Measure is part of the Europe’n project, supported by the Goethe Institut. Banu Cennetoğlu’s public intervention, along with two films by Isaac Julien articulate and question the European borders through the programming that will take place around İstanbul and in the Walk-in Cinema at SALT Beyoğlu October 15 through November 17.

The economic crisis that has been setting the tone in world affairs for the past half decade has had extensive social and political consequences; the rise of right wing politics and policies, and an escalation in discrimination against immigrants chief among them. This, however, is not a new issue, especially not so in Europe. Even at the advent of the EU project, the idea of the European citizen came with its definitive counterpart, the Other, which had already been formed through a colonial history. The borders drawn by the Schengen Convention delineates these identities rather than territories, regulating the movement of people.

The movement of people around the EU border has been a contentious issue in Turkey’s accession process as the EU expects systematic efforts to fortify their border from Turkey while it remains outside of it. In 2012, the EU agency Frontex signed a memorandum with Ankara stating the “establishment of practical cooperation between Frontex and Turkish authorities competent in border management”. Having signed the 1951 Geneva Convention with geographical limitations (Turkey is one of three countries who has done so) Turkey has legally only been granting refugee status to “foreigners” from Europe. While keeping this limitation in place, there has also been a bill proposed to the Grand National Assembly in the past months to regulate “foreigners” from Turkey’s eastern borders as well.

In 1993, the year The Maastricht Treaty was signed, philosopher Étienne Balibar wrote that “the theorist who attempts to define what a border is is in danger of going around in circles, as the very representation of the border is the precondition for any definition”. Measure deals with this aporia.

Banu Cennetoğlu cuts through this aporia by publicly disseminating The List, a document that contains the names, the origins, the cause of death of more than 16.264 known refugees and asylum seekers who have died within, or on the borders of Europe since 1993 (the document was last updated on June 13, 2012). It is compiled and updated every year by the Amsterdam-based organization UNITED for Intercultural Action.
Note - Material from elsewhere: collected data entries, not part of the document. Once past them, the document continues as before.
//! Custom-property rewrites in the generated stylesheet.
//!
//! Only the named declarations are touched; every other byte of the
//! stylesheet is preserved. All rewrites are idempotent.

use crate::error::GenerateError;
use crate::theme::color::Palette;
use regex::{Captures, Regex};
use std::path::PathBuf;

/// Stylesheet location, relative to the project root.
pub const STYLESHEET_FILE: &str = "app/globals.css";

/// Rewrite `--primary` / `--primary-foreground` in the `:root` and
/// `.dark` scopes.
pub fn apply_palette(css: &str, palette: &Palette) -> Result<String, GenerateError> {
    let light = [
        ("--primary", palette.light.to_string()),
        ("--primary-foreground", palette.light_foreground.to_string()),
    ];
    let dark = [
        ("--primary", palette.dark.to_string()),
        ("--primary-foreground", palette.dark_foreground.to_string()),
    ];

    let css = rewrite_scope(css, ":root", &light)?;
    rewrite_scope(&css, ".dark", &dark)
}

/// Point `--font-sans` at the given font variable.
pub fn apply_font_variable(css: &str, css_variable: &str) -> Result<String, GenerateError> {
    let re = declaration_regex("--font-sans")?;
    if !re.is_match(css) {
        return Err(template_error("no --font-sans declaration"));
    }
    let value = format!("var({})", css_variable);
    Ok(re
        .replace_all(css, |caps: &Captures| {
            format!("{}{}{};", &caps[1], &caps[2], value)
        })
        .into_owned())
}

/// Rewrite declarations inside the first block opened by `selector`.
fn rewrite_scope(
    css: &str,
    selector: &str,
    declarations: &[(&str, String)],
) -> Result<String, GenerateError> {
    let opener = Regex::new(&format!(r"(?m)^\s*{}\s*\{{", regex::escape(selector)))?;
    let open = opener
        .find(css)
        .ok_or_else(|| template_error(format!("no `{}` block", selector)))?
        .end();
    let close = css[open..]
        .find('}')
        .map(|i| open + i)
        .ok_or_else(|| template_error(format!("unterminated `{}` block", selector)))?;

    let mut body = css[open..close].to_string();
    for (name, value) in declarations {
        let re = declaration_regex(name)?;
        if !re.is_match(&body) {
            return Err(template_error(format!(
                "no {} declaration in `{}`",
                name, selector
            )));
        }
        body = re
            .replace_all(&body, |caps: &Captures| {
                format!("{}{}{};", &caps[1], &caps[2], value)
            })
            .into_owned();
    }

    let mut out = String::with_capacity(css.len());
    out.push_str(&css[..open]);
    out.push_str(&body);
    out.push_str(&css[close..]);
    Ok(out)
}

/// Matches `name: value;` where `name` is not a suffix of a longer
/// property (e.g. `--sidebar-primary`).
fn declaration_regex(name: &str) -> Result<Regex, GenerateError> {
    Ok(Regex::new(&format!(
        r"(^|[\s;{{])({}\s*:\s*)[^;]*;",
        regex::escape(name)
    ))?)
}

fn template_error(message: impl Into<String>) -> GenerateError {
    GenerateError::Template {
        path: PathBuf::from(STYLESHEET_FILE),
        message: message.into(),
    }
}
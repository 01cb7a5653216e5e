use anyhow::{Context, anyhow, bail};
use clap::{Parser, Subcommand};
use std::io::Read;
use std::path::PathBuf;
use tracing::{error, warn};
use tracing_subscriber::EnvFilter;

mod envelope;
mod error;
mod project;
mod registry;
mod render;
mod spec;
mod theme;

#[cfg(test)]
mod testutil;

use envelope::{ArchiveEnvelope, ErrorEnvelope};
use error::GenerateError;
use project::{Config, Orchestrator};

pub type Result<T> = anyhow::Result<T>;

#[derive(Parser)]
#[command(name = "sitegen")]
#[command(about = "Generate a website project from a JSON spec", long_about = None)]
struct Cli {
    #[command(subcommand)]
    cmd: Commands,
}

#[derive(Subcommand)]
enum Commands {
    /// Check a spec and list every violation.
    Validate {
        /// Spec file, or `-` for stdin.
        #[arg(long)]
        spec: String,
    },

    /// Repair a spec and print the result as JSON.
    Repair {
        #[arg(long)]
        spec: String,
    },

    /// Validate, repair, and generate the project tree and archive.
    Generate {
        #[arg(long)]
        spec: String,

        /// Directory holding one scaffold folder per architecture.
        #[arg(long, env = "SITEGEN_SCAFFOLD", default_value = "scaffold")]
        scaffold: PathBuf,

        /// Output root for `{slug}/` and `{slug}.zip`.
        #[arg(short = 'o', long, env = "SITEGEN_OUT", default_value = "out")]
        out: PathBuf,

        /// Fail on any validation violation instead of repairing.
        #[arg(long)]
        strict: bool,

        /// Print a JSON envelope (base64 archive or error) on stdout.
        #[arg(long)]
        envelope: bool,
    },
}

#[tokio::main]
async fn main() -> Result<()> {
    install_tracing();
    let cli = Cli::parse();

    match cli.cmd {
        Commands::Validate { spec } => {
            let value = read_spec(&spec)?;
            let report = spec::validate(&value);
            if !report.valid {
                for e in &report.errors {
                    println!("{}", e);
                }
                bail!("spec has {} violation(s)", report.errors.len());
            }
            println!("spec is valid");
        }

        Commands::Repair { spec } => {
            let value = read_spec(&spec)?;
            let repaired = spec::repair(&value).map_err(describe)?;
            println!("{}", serde_json::to_string_pretty(&repaired)?);
        }

        Commands::Generate {
            spec,
            scaffold,
            out,
            strict,
            envelope,
        } => {
            let value = read_spec(&spec)?;

            // 1) Validate; violations decide whether repair is attempted.
            let report = spec::validate(&value);
            for e in &report.errors {
                warn!(violation = %e, "spec violation");
            }
            if !report.valid && strict {
                if envelope {
                    print_json(&ErrorEnvelope::invalid_spec(&report.errors))?;
                }
                bail!("spec has {} violation(s)", report.errors.len());
            }

            // 2) Repair + generate.
            let orchestrator = Orchestrator::new(Config {
                scaffold_root: scaffold,
                output_root: out,
            });
            let result = match spec::repair(&value) {
                Ok(spec) => orchestrator.generate(spec).await,
                Err(e) => Err(e),
            };

            // 3) Report.
            match result {
                Ok(project) if envelope => {
                    let env = ArchiveEnvelope::from_project(&project).map_err(describe)?;
                    print_json(&env)?;
                }
                Ok(project) => {
                    println!("Wrote {}", project.tree.display());
                    println!("Wrote {}", project.archive.display());
                }
                Err(e) => {
                    error!(status = e.status(), category = e.category(), "generation failed");
                    if envelope {
                        print_json(&ErrorEnvelope::from_error(&e))?;
                    }
                    return Err(describe(e));
                }
            }
        }
    }

    Ok(())
}

fn install_tracing() {
    let mut filter = EnvFilter::try_from_default_env().unwrap_or_else(|_| EnvFilter::new("info"));
    if let Ok(directive) = "sitegen=info".parse() {
        filter = filter.add_directive(directive);
    }
    let _ = tracing_subscriber::fmt()
        .with_env_filter(filter)
        .with_writer(std::io::stderr)
        .try_init();
}

fn read_spec(path: &str) -> Result<serde_json::Value> {
    let text = if path == "-" {
        let mut buf = String::new();
        std::io::stdin()
            .read_to_string(&mut buf)
            .context("read spec from stdin")?;
        buf
    } else {
        std::fs::read_to_string(path).with_context(|| format!("read spec file {}", path))?
    };
    serde_json::from_str(&text).with_context(|| format!("parse spec {} as JSON", path))
}

fn print_json<T: serde::Serialize>(value: &T) -> Result<()> {
    println!("{}", serde_json::to_string(value)?);
    Ok(())
}

/// "category: details", the form failures are shown to users in.
fn describe(err: GenerateError) -> anyhow::Error {
    anyhow!("{}: {}", err.category(), err)
}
In collaboration with curators and institutions, Cennetoğlu has shown up to date and translated versions of The List in several countries since 2006, using public display structures such as ad-boards and newspaper supplements.* The database format of the document, as made available by UNITED on their website is not altered, simply blown up, in presenting it to the city dweller unsuspecting of a public display of the representation rather than a theoretical definition, of the border in all its violence.
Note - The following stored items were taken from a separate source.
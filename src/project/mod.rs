//! Project orchestration: one generation request end to end.
//!
//! ```text
//! Spec ──► preflight ──► copy_tree() ──► write_page() ──► apply_theme() ──► pack()
//!              │              │               │                 │             │
//!              ▼              ▼               ▼                 ▼             ▼
//!          slug lock     {out}/{slug}/    app/page.tsx    layout + css   {out}/{slug}.zip
//! ```

pub mod archive;
pub mod locks;
pub mod scaffold;

use crate::error::GenerateError;
use crate::registry::scaffold_folder;
use crate::render::{resolve_sections, write_page};
use crate::spec::{Spec, is_url_safe, slugify};
use crate::theme::{FontSpec, Palette, apply_theme};
use std::fs;
use std::path::PathBuf;
use tracing::info;

pub use archive::pack;
pub use locks::SlugLocks;
pub use scaffold::copy_tree;

#[derive(Debug, Clone)]
pub struct Config {
    /// Holds one scaffold folder per architecture.
    pub scaffold_root: PathBuf,
    /// Generated trees and archives land here.
    pub output_root: PathBuf,
}

#[derive(Debug, Clone, PartialEq, Eq)]
pub struct GeneratedProject {
    pub slug: String,
    pub tree: PathBuf,
    pub archive: PathBuf,
    pub files: u64,
}

pub struct Orchestrator {
    config: Config,
    locks: SlugLocks,
}

impl Orchestrator {
    pub fn new(config: Config) -> Self {
        Self {
            config,
            locks: SlugLocks::default(),
        }
    }

    /// Generate the tree and archive for `spec`.
    ///
    /// Any failure aborts the run. Output written before the failure is
    /// left in place and must be treated as undefined.
    pub async fn generate(&self, mut spec: Spec) -> Result<GeneratedProject, GenerateError> {
        let slug = resolve_slug(&spec)?;
        spec.project.slug = Some(slug.clone());

        // Everything that can be rejected without touching disk is checked
        // before the scaffold is copied.
        preflight(&spec)?;

        let _guard = self.locks.acquire(&slug)?;

        let architecture = spec.architecture.unwrap_or_default();
        let source = self
            .config
            .scaffold_root
            .join(scaffold_folder(architecture));
        let tree = self.config.output_root.join(&slug);
        let archive = self.config.output_root.join(format!("{}.zip", slug));

        info!(
            %slug,
            architecture = architecture.as_str(),
            scaffold = %source.display(),
            "generating project"
        );

        fs::create_dir_all(&self.config.output_root)
            .map_err(|e| GenerateError::io(&self.config.output_root, e))?;
        let copied = copy_tree(&source, &tree)?;
        info!(files = copied, tree = %tree.display(), "copied scaffold");

        let page = write_page(&spec, &tree)?;
        info!(page = %page.display(), "wrote page");

        if let Some(theme) = &spec.theme {
            apply_theme(&tree, theme)?;
        }

        let files = pack(tree.clone(), archive.clone()).await?;
        info!(files, archive = %archive.display(), "packed archive");

        Ok(GeneratedProject {
            slug,
            tree,
            archive,
            files,
        })
    }
}

/// The project's slug: the provided one if URL-safe, otherwise derived
/// from the name with the same [`slugify`] repair uses.
fn resolve_slug(spec: &Spec) -> Result<String, GenerateError> {
    let name = spec.project.name.trim();
    if name.is_empty() {
        return Err(GenerateError::UnrecoverableSpec(
            "project name is missing".to_string(),
        ));
    }

    match spec.project.slug.as_deref() {
        Some(slug) if !slug.is_empty() => {
            if is_url_safe(slug) {
                Ok(slug.to_string())
            } else {
                Err(GenerateError::InvalidSlug(slug.to_string()))
            }
        }
        _ => {
            let slug = slugify(name);
            if slug.is_empty() {
                return Err(GenerateError::UnrecoverableSpec(format!(
                    "project name {:?} yields an empty slug",
                    name
                )));
            }
            Ok(slug)
        }
    }
}

fn preflight(spec: &Spec) -> Result<(), GenerateError> {
    let page = spec.pages.first().ok_or_else(|| {
        GenerateError::UnrecoverableSpec("spec has no pages".to_string())
    })?;
    resolve_sections(page)?;

    if let Some(theme) = &spec.theme {
        if let Some(hex) = &theme.primary_color {
            Palette::from_hex(hex)?;
        }
        if let Some(font) = &theme.font {
            FontSpec::new(font)?;
        }
    }
    Ok(())
}

#[cfg(test)]
mod tests {
    use super::*;
    use crate::render::page::PAGE_FILE;
    use crate::spec::repair;
    use crate::testutil::{LAYOUT_TSX, write_scaffold};
    use pretty_assertions::assert_eq;
    use serde_json::json;
    use std::io::Read;
    use tempfile::TempDir;

    fn setup() -> (TempDir, Orchestrator) {
        let dir = tempfile::tempdir().unwrap();
        write_scaffold(&dir.path().join("scaffold/landing"));
        write_scaffold(&dir.path().join("scaffold/ecommerce"));
        let orchestrator = Orchestrator::new(Config {
            scaffold_root: dir.path().join("scaffold"),
            output_root: dir.path().join("out"),
        });
        (dir, orchestrator)
    }

    fn demo_spec() -> Spec {
        repair(&json!({
            "project": { "name": "Demo" },
            "pages": [{
                "route": "/",
                "sections": [{
                    "kind": "hero",
                    "variant": "split",
                    "content": { "title": "T", "subtitle": "S" }
                }]
            }]
        }))
        .unwrap()
    }

    fn read_entry(archive: &std::path::Path, name: &str) -> String {
        let mut zip = zip::ZipArchive::new(fs::File::open(archive).unwrap()).unwrap();
        let mut text = String::new();
        zip.by_name(name).unwrap().read_to_string(&mut text).unwrap();
        text
    }

    #[tokio::test]
    async fn end_to_end_demo() {
        let (dir, orchestrator) = setup();
        let out = orchestrator.generate(demo_spec()).await.unwrap();

        assert_eq!(out.slug, "demo");
        assert_eq!(out.tree, dir.path().join("out/demo"));
        assert_eq!(out.archive, dir.path().join("out/demo.zip"));

        let page = fs::read_to_string(out.tree.join(PAGE_FILE)).unwrap();
        assert!(page.contains("import HeroSplit from \"@/components/sections/hero-split\";"));
        assert!(page.contains("<HeroSplit title=\"T\" subtitle=\"S\" />"));

        assert_eq!(read_entry(&out.archive, PAGE_FILE), page);
        assert!(!out.tree.join("node_modules").exists());

        // No theme: layout is an untouched copy.
        assert_eq!(
            fs::read_to_string(out.tree.join("app/layout.tsx")).unwrap(),
            LAYOUT_TSX
        );
    }

    #[tokio::test]
    async fn slug_is_derived_when_the_spec_skipped_repair() {
        let (dir, orchestrator) = setup();
        let mut spec = demo_spec();
        spec.project.name = "My Cool Site!".to_string();
        spec.project.slug = None;

        let out = orchestrator.generate(spec).await.unwrap();
        assert_eq!(out.slug, "my-cool-site");
        assert!(dir.path().join("out/my-cool-site.zip").is_file());
    }

    #[tokio::test]
    async fn two_runs_are_byte_identical() {
        let (dir, orchestrator) = setup();
        let mut spec = demo_spec();
        spec.theme = Some(crate::spec::Theme {
            primary_color: Some("#2563eb".to_string()),
            font: Some("Playfair Display".to_string()),
        });

        let first = orchestrator.generate(spec.clone()).await.unwrap();
        let snapshot: Vec<Vec<u8>> = ["app/page.tsx", "app/layout.tsx", "app/globals.css"]
            .iter()
            .map(|f| fs::read(first.tree.join(f)).unwrap())
            .collect();
        let archive = fs::read(&first.archive).unwrap();

        let second = orchestrator.generate(spec).await.unwrap();
        for (f, before) in ["app/page.tsx", "app/layout.tsx", "app/globals.css"]
            .iter()
            .zip(&snapshot)
        {
            assert_eq!(&fs::read(second.tree.join(f)).unwrap(), before, "{f}");
        }
        assert_eq!(fs::read(&second.archive).unwrap(), archive);

        let layout = fs::read_to_string(dir.path().join("out/demo/app/layout.tsx")).unwrap();
        assert!(layout.contains("Playfair_Display"));
        let css = fs::read_to_string(dir.path().join("out/demo/app/globals.css")).unwrap();
        assert!(css.contains("--font-sans: var(--font-playfair-display);"));
    }

    #[tokio::test]
    async fn unknown_component_writes_nothing() {
        let (dir, orchestrator) = setup();
        let mut spec = demo_spec();
        spec.pages[0].sections[0].kind = "carousel".to_string();

        let err = orchestrator.generate(spec).await.unwrap_err();
        assert!(matches!(err, GenerateError::UnknownComponent { .. }));
        assert!(!dir.path().join("out/demo").exists());
        assert!(!dir.path().join("out/demo.zip").exists());
    }

    #[tokio::test]
    async fn architecture_selects_the_scaffold_folder() {
        let (dir, orchestrator) = setup();
        fs::write(dir.path().join("scaffold/ecommerce/SHOP.md"), "shop\n").unwrap();
        let mut spec = demo_spec();
        spec.architecture = Some(crate::spec::Architecture::Ecommerce);

        let out = orchestrator.generate(spec).await.unwrap();
        assert!(out.tree.join("SHOP.md").is_file());

        spec = demo_spec();
        spec.architecture = Some(crate::spec::Architecture::Marketplace);
        spec.project.slug = Some("market".to_string());
        let err = orchestrator.generate(spec).await.unwrap_err();
        assert!(matches!(err, GenerateError::Io { .. }), "{err}");
    }

    #[tokio::test]
    async fn busy_slug_is_rejected() {
        let (_dir, orchestrator) = setup();
        let _held = orchestrator.locks.acquire("demo").unwrap();
        let err = orchestrator.generate(demo_spec()).await.unwrap_err();
        assert!(matches!(err, GenerateError::SlugBusy(ref s) if s == "demo"));
    }

    #[tokio::test]
    async fn lock_is_released_after_a_failed_run() {
        let (_dir, orchestrator) = setup();
        let mut spec = demo_spec();
        spec.architecture = Some(crate::spec::Architecture::Marketplace);
        assert!(orchestrator.generate(spec).await.is_err());
        assert!(!orchestrator.locks.is_held("demo"));
    }

    #[tokio::test]
    async fn rejects_unsafe_slugs_and_bad_themes() {
        let (_dir, orchestrator) = setup();

        let mut spec = demo_spec();
        spec.project.slug = Some("../escape".to_string());
        assert!(matches!(
            orchestrator.generate(spec).await,
            Err(GenerateError::InvalidSlug(_))
        ));

        let mut spec = demo_spec();
        spec.theme = Some(crate::spec::Theme {
            primary_color: Some("nope".to_string()),
            font: None,
        });
        assert!(matches!(
            orchestrator.generate(spec).await,
            Err(GenerateError::InvalidColor(_))
        ));

        let mut spec = demo_spec();
        spec.project.name = " ".to_string();
        assert!(matches!(
            orchestrator.generate(spec).await,
            Err(GenerateError::UnrecoverableSpec(_))
        ));
    }
}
Between October 15-23, as part of the Measure, The List (2012) translated to Turkish and as a compilation of 49 pages will appear in İstanbul on 150 outdoor advertising boards all around the city including the Metro line that carries 230.000 people every day. The List as it is proposed here, however, is not merely meant as a socio-political project, but also a long term process in exploring the borders and the scope of artistic practice. Facilitating the display of such a document is a delicate and hazardous task especially when the artist and her related context are the facilitators. Would it be more legitimate and thus more efficient if such an intervention were executed by an NGO? What happens if a “responsible “ act ends up being a mere spectacle? Does what a responsible act is differ in various contexts? A conversation between Cennetoğlu, and Emel Kurma of the Helsinki Citizens Assembly will try to discuss these issues in the Walk-in-Cinema at SALT Beyoğlu on October 19.
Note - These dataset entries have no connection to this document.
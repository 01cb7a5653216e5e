//! Section content => JSX attribute text.
//!
//! strings            => key="..."   (backslash and quote escaped)
//! numbers, booleans  => key={42}
//! null               => key={null}
//! arrays, objects    => key={<compact JSON>}

use crate::error::GenerateError;
use serde_json::{Map, Value};

/// Serialize `content` into space-separated attributes, in input key order.
pub fn render_attributes(
    section_id: &str,
    content: &Map<String, Value>,
) -> Result<String, GenerateError> {
    let mut parts = Vec::with_capacity(content.len());
    for (key, value) in content {
        if !is_attribute_name(key) {
            return Err(GenerateError::InvalidAttribute {
                section: section_id.to_string(),
                key: key.clone(),
            });
        }
        parts.push(format!("{}={}", key, render_value(value)));
    }
    Ok(parts.join(" "))
}

fn render_value(value: &Value) -> String {
    match value {
        Value::String(s) => format!("\"{}\"", escape(s)),
        Value::Number(n) => format!("{{{}}}", n),
        Value::Bool(b) => format!("{{{}}}", b),
        Value::Null => "{null}".to_string(),
        // Value's Display is the compact JSON encoding.
        Value::Array(_) | Value::Object(_) => format!("{{{}}}", value),
    }
}

fn escape(s: &str) -> String {
    let mut out = String::with_capacity(s.len());
    for ch in s.chars() {
        if ch == '\\' || ch == '"' {
            out.push('\\');
        }
        out.push(ch);
    }
    out
}

fn is_attribute_name(key: &str) -> bool {
    let mut chars = key.chars();
    match chars.next() {
        Some(c) if c.is_ascii_alphabetic() || c == '_' => {}
        _ => return false,
    }
    chars.all(|c| c.is_ascii_alphanumeric() || c == '_' || c == '-')
}
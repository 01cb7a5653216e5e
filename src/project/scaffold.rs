use crate::error::GenerateError;
use std::fs;
use std::path::Path;
use walkdir::{DirEntry, WalkDir};

/// Entry names skipped at any depth: build caches, version control,
/// installed dependencies and the dependency lock file.
pub const EXCLUDED: &[&str] = &[".git", ".next", ".turbo", "node_modules", "package-lock.json"];

pub fn is_excluded(entry: &DirEntry) -> bool {
    entry.depth() > 0
        && entry
            .file_name()
            .to_str()
            .is_some_and(|name| EXCLUDED.contains(&name))
}

/// Mirror `src` into `dest`, overwriting files that already exist.
/// Returns the number of files copied.
pub fn copy_tree(src: &Path, dest: &Path) -> Result<u64, GenerateError> {
    if !src.is_dir() {
        return Err(GenerateError::io(
            src,
            std::io::Error::new(std::io::ErrorKind::NotFound, "scaffold directory not found"),
        ));
    }

    let mut copied = 0u64;
    let walker = WalkDir::new(src)
        .sort_by_file_name()
        .into_iter()
        .filter_entry(|e| !is_excluded(e));
    for entry in walker {
        let entry = entry.map_err(|e| walk_error(src, e))?;
        let rel = entry
            .path()
            .strip_prefix(src)
            .map_err(|e| GenerateError::io(entry.path(), std::io::Error::other(e)))?;
        let target = dest.join(rel);

        if entry.file_type().is_dir() {
            fs::create_dir_all(&target).map_err(|e| GenerateError::io(&target, e))?;
        } else if entry.file_type().is_file() {
            if let Some(parent) = target.parent() {
                fs::create_dir_all(parent).map_err(|e| GenerateError::io(parent, e))?;
            }
            fs::copy(entry.path(), &target).map_err(|e| GenerateError::io(entry.path(), e))?;
            copied += 1;
        }
    }
    Ok(copied)
}

pub(crate) fn walk_error(root: &Path, err: walkdir::Error) -> GenerateError {
    let path = err.path().unwrap_or(root).to_path_buf();
    let source = err
        .into_io_error()
        .unwrap_or_else(|| std::io::Error::other("file system loop"));
    GenerateError::io(path, source)
}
This will be followed by a series of two films, which will also be shown in the Walk-in-Cinema at SALT Beyoğlu, in which Isaac Julien evokes borders through historical, theoretical, practical, performative, and poetic means. In Peau noire, Masque blanc (1996) a documentary style film that narrates the story of the life of Frantz Fanon, the Algerian anti-colonialist writer, Julien takes on a colonial history that may be read as both a constitutive element and a mirror of the predicament of the EU borders today.

In a later short film, WESTERN UNION: Small Boats (2007) Julien traces journeys on the Mediterranean, depicting the European shore as the space where the joyous beach is juxtaposed with a red stray t-shirt, a material as well as symbolic trace of those lost at sea. These two works, together, span a historical period from colonial Europe to the EU, delineating their borders.

Cennetoğlu’s intervention and Julien’s films encircle the European border in ways that go beyond theorization or representation, rendering it barely visible through its violence rather than its material existence. That this project is taking place in İstanbul, Turkey which poses as a border not only to the EU but also to the Middle East, will conceivably open this program to further readings from many aspects.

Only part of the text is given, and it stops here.